Got creative block? Get out of your office and go for a walk




Got creative block? Get out of your office and go for a walk
 
(Medical Xpress) -- The next time you're in need of creative inspiration, try thinking outside the box—or cubicle.
New research by Jeffrey Sanchez-Burks and Suntae Kim of the University of Michigan Ross School of Business shows that engaging in physical acts and experiences enhances creative problem-solving.

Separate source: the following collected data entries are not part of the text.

//! Provider webhook endpoint handler.
//!
//! The only writer driven by the payment provider. Signature verification
//! runs before anything else touches state; after that the event is decoded
//! once and handed to the reconciliation engine. Both fresh and duplicate
//! deliveries are answered 200 so the provider stops redelivering; only a
//! datastore failure is answered 5xx to trigger a (safe) redelivery.

use axum::body::Bytes;
use axum::extract::State;
use axum::http::HeaderMap;
use axum::response::IntoResponse;
use axum::routing::post;
use axum::{Json, Router};
use chrono::Utc;
use serde::Serialize;
use utoipa::ToSchema;

use crate::app_state::AppState;
use crate::error::{ErrorResponse, GatewayError};
use crate::ingress;
use crate::ingress::signature::SIGNATURE_HEADER;
use crate::persistence::ApplyOutcome;

/// Minimal acknowledgement body returned to the provider.
#[derive(Debug, Serialize, ToSchema)]
pub struct WebhookAck {
    /// Always `true`; the provider only checks the status code.
    pub received: bool,
    /// Set when the event id had already been processed.
    #[serde(skip_serializing_if = "std::ops::Not::not")]
    pub duplicate: bool,
}

/// `POST /webhooks/payment` — Receive a signed provider event.
///
/// # Errors
///
/// Returns [`GatewayError::SignatureVerification`] (400, not redelivered)
/// on authentication failure, [`GatewayError::InvalidRequest`] (400) on an
/// undecodable payload, and [`GatewayError::Datastore`] (500, redelivered)
/// on storage failure.
#[utoipa::path(
    post,
    path = "/webhooks/payment",
    tag = "Webhooks",
    summary = "Payment provider event delivery",
    description = "Verifies the event signature, claims the event id in the idempotency \
                   ledger, and applies the corresponding state transition. Duplicates are \
                   acknowledged without reprocessing.",
    request_body(content = String, description = "Raw signed event payload"),
    responses(
        (status = 200, description = "Event processed or duplicate", body = WebhookAck),
        (status = 400, description = "Signature or payload invalid", body = ErrorResponse),
        (status = 500, description = "Transient storage failure; safe to redeliver", body = ErrorResponse),
    )
)]
pub async fn payment_webhook(
    State(state): State<AppState>,
    headers: HeaderMap,
    body: Bytes,
) -> Result<impl IntoResponse, GatewayError> {
    let signature = headers
        .get(SIGNATURE_HEADER)
        .and_then(|value| value.to_str().ok())
        .ok_or_else(|| {
            GatewayError::SignatureVerification("missing signature header".to_string())
        })?;

    state.verifier.verify(&body, signature, Utc::now())?;

    let (record, event) = ingress::decode_event(&body)?;
    let outcome = state.reconciliation.process(record, event).await?;

    Ok(Json(WebhookAck {
        received: true,
        duplicate: outcome == ApplyOutcome::Duplicate,
    }))
}

/// Webhook routes, mounted at root level (provider-facing, unauthenticated
/// beyond the signature).
pub fn routes() -> Router<AppState> {
    Router::new().route("/webhooks/payment", post(payment_webhook))
}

"Metaphors of creative thinking abound in everyday use," said Sanchez-Burks, associate professor of management and organizations. "By thinking 'outside the box,' by considering a problem 'on the one hand, then on the other hand' or by 'putting two and two together,' creativity presumably follows. Such prescriptive advice is no stranger within research labs, advertising teams, the halls of higher education or other contexts where pioneering novel approaches to pressing problems are valued. These metaphors suggest a connection between concrete bodily experiences and creative cognition."
Sanchez-Burks and Ross School doctoral student Kim assembled a team of international researchers who conducted five studies with nearly 400 college students to examine the psychological potency of creative metaphors by investigating whether creative problem-solving is enhanced when people literally follow these metaphors.
The studies ranged from requiring participants to generate ideas while first holding out their right hand and then their left hand ("on the one hand, then the other hand") to completing word tasks by either physically sitting inside or outside a box or engage in problem-solving by walking in a rectangular path vs. freely walking ("thinking outside the box") to converging multiple ideas to find solutions while combining two objects ("putting two and two together").
In all five studies, the findings revealed that physically and psychologically embodying creative metaphors promotes fluency, flexibility and originality in problem-solving, Sanchez-Burks said.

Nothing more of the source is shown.